Continued claims lag initial claims by a week.

For the weeks ending August 29, and September 5, September 17, and September 26 there were 13,554,000, 12,747,000, 12,580,000,  11,767,000 seasonally-adjusted claims respectively.

The downward slope (pace of progress) has not changed since May. At the same pace of progress, continued claims will be above 10 million for many months.

It's continued state claims that determine the official unemployment rate, not that anyone of intelligence believes the BLS number.

The reference week for the unemployment report is the week that contains the 13th of the month. That week is the week ending August 15 for the August payroll report. I

For August 15, there were 14,492,000 continued claims. Yet the BLS reported said there were 13,550,000 unemployed in August.

Questioning the Unemployment Rate

Questioning the BLS Unemployment Rate

There should be a minimum of 14,492,000 unemployed plus at least several more million gig and self-employed workers who do not qualify for state unemployment insurance.

The BLS says nope, just 13,550,000.

The continued claims reference week for the September jobs report is the week ending September 19. 

The BLS number to note is 11,767,000. Unemployment claims should be at least that number plus 2-3 million more.

Primary PUA Claims

Primary PUA Claims in 2020  October 1 Report

Primary PUA claims are not seasonally adjusted. They lag initial claims by two weeks and continued claims by a week.

Unlike state claims, PUA claims cover part-time workers.

They also cover truly unemployed workers not eligible for state claims. People in this category include the self-employed, various gig workers, and anyone who exhausted state benefits.

One either applies for state benefits or Federal PUA, not both. Although there is no double-counting, there is overlap from an unemployment rate point of view. Part-time workers are considered employed.

But some number of those 11.828 million workers are genuinely unemployed. I suspect 2-3 million at a minimum. But they never show up in the unemployment numbers.

Heck, not even continued claims show up in the BLS numbers.

All Continued Claims

All Continued Claims in 2020 Oct 1 Report

All Continued Claims, like Primary PUA claims, are not seasonally adjusted. They also lag initial claims by two weeks and continued claims by a week.
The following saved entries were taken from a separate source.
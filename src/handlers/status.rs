// src/handlers/status.rs

use axum::{Json, response::IntoResponse};
use chrono::{DateTime, Utc};
use serde::{Deserialize, Serialize};

use crate::{
    engine::status::{actions, closes_at, resolve_state, result_summary},
    error::AppError,
    extractors::json::AppJson,
    models::exam::{
        ExamSchedule, ExamScheduleInput, ExamStatus, LifecycleState, ResultSummary,
        StudentAction, SubmissionRecord,
    },
};

/// One exam and the student's attempt on it, if any.
#[derive(Debug, Deserialize)]
pub struct ExamEntry {
    pub schedule: ExamScheduleInput,
    #[serde(default)]
    pub submission: Option<SubmissionRecord>,
}

/// DTO for resolving a single exam.
#[derive(Debug, Deserialize)]
pub struct StatusRequest {
    #[serde(flatten)]
    pub entry: ExamEntry,
    /// Evaluation instant. Defaults to the server clock.
    #[serde(default)]
    pub now: Option<DateTime<Utc>>,
}

/// DTO for resolving a student's whole exam list against one instant.
#[derive(Debug, Deserialize)]
pub struct BatchStatusRequest {
    #[serde(default)]
    pub now: Option<DateTime<Utc>>,
    pub exams: Vec<ExamEntry>,
}

/// Badge, actions and timing for one exam.
#[derive(Debug, Serialize)]
pub struct StatusResponse {
    pub exam_id: i64,
    pub status: ExamStatus,
    pub started_unsubmitted: bool,
    pub lifecycle: LifecycleState,
    pub actions: Vec<StudentAction>,
    #[serde(skip_serializing_if = "Option::is_none")]
    pub closes_at: Option<DateTime<Utc>>,
    #[serde(skip_serializing_if = "Option::is_none")]
    pub result: Option<ResultSummary>,
}

fn describe(entry: ExamEntry, now: DateTime<Utc>) -> Result<StatusResponse, AppError> {
    let schedule = ExamSchedule::try_from(entry.schedule)?;
    let submission = entry.submission.as_ref();
    let lifecycle = resolve_state(&schedule, submission, now);
    let status = lifecycle.status();

    tracing::debug!(exam_id = schedule.id(), ?status, "resolved exam status");

    Ok(StatusResponse {
        exam_id: schedule.id(),
        status,
        started_unsubmitted: lifecycle.is_started_unsubmitted(),
        actions: actions(status, submission),
        closes_at: closes_at(&schedule, &lifecycle),
        result: result_summary(&lifecycle, submission),
        lifecycle,
    })
}

/// Resolves the lifecycle status of a single exam for a student.
pub async fn resolve_status(
    AppJson(req): AppJson<StatusRequest>,
) -> Result<impl IntoResponse, AppError> {
    let now = req.now.unwrap_or_else(Utc::now);
    Ok(Json(describe(req.entry, now)?))
}

/// Resolves every exam on a student's dashboard.
///
/// * All entries are evaluated against the same instant.
/// * Output order matches input order.
/// * A single malformed schedule rejects the whole batch.
pub async fn resolve_status_batch(
    AppJson(req): AppJson<BatchStatusRequest>,
) -> Result<impl IntoResponse, AppError> {
    let now = req.now.unwrap_or_else(Utc::now);
    let statuses = req
        .exams
        .into_iter()
        .map(|entry| describe(entry, now))
        .collect::<Result<Vec<_>, _>>()?;

    Ok(Json(statuses))
}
The total for the latest week is 26.5million. This should realistically feed the U-6 unemployment rate but it doesn't.

Lost Pandemic Benefits

Pandemic benefits expired on July 25. Everyone in any program received $600 weekly benefits. However, Trump did send out $300 weekly checks. Those expired on September 5.

The average number of All Continued Claims between July 25 and September 5 is 28.29 million.

Lost pandemic benefits between July 25 and September 5 = 28.7 million * $300 per week * 6 weeks = $85.4 billion.

We also have an additional loss $300 per week since September 25. Relative to the April-July 25 $600 stimulus, that is 26 million * $600 * 4 weeks = $62.4 billion.

The total is about $147.8 billion that consumers would have spent but didn't.

Previously I did not account for the $300 weekly benefits and overstated the numbers.

BLS Methodology Change

For the reporting period ending August 29 (release date September 3) the BLS made a methodology change.

As a result of the change, the BLS reported 881,000 initial claims (now revised to 884,000). Under the previous methodology, the BLS would have reported 1,010,000 claims for that week.

The BLS did not back adjust the data and the change is suspect as well. Even if the change is accurate, the seasonal charts all reflect disjointed data.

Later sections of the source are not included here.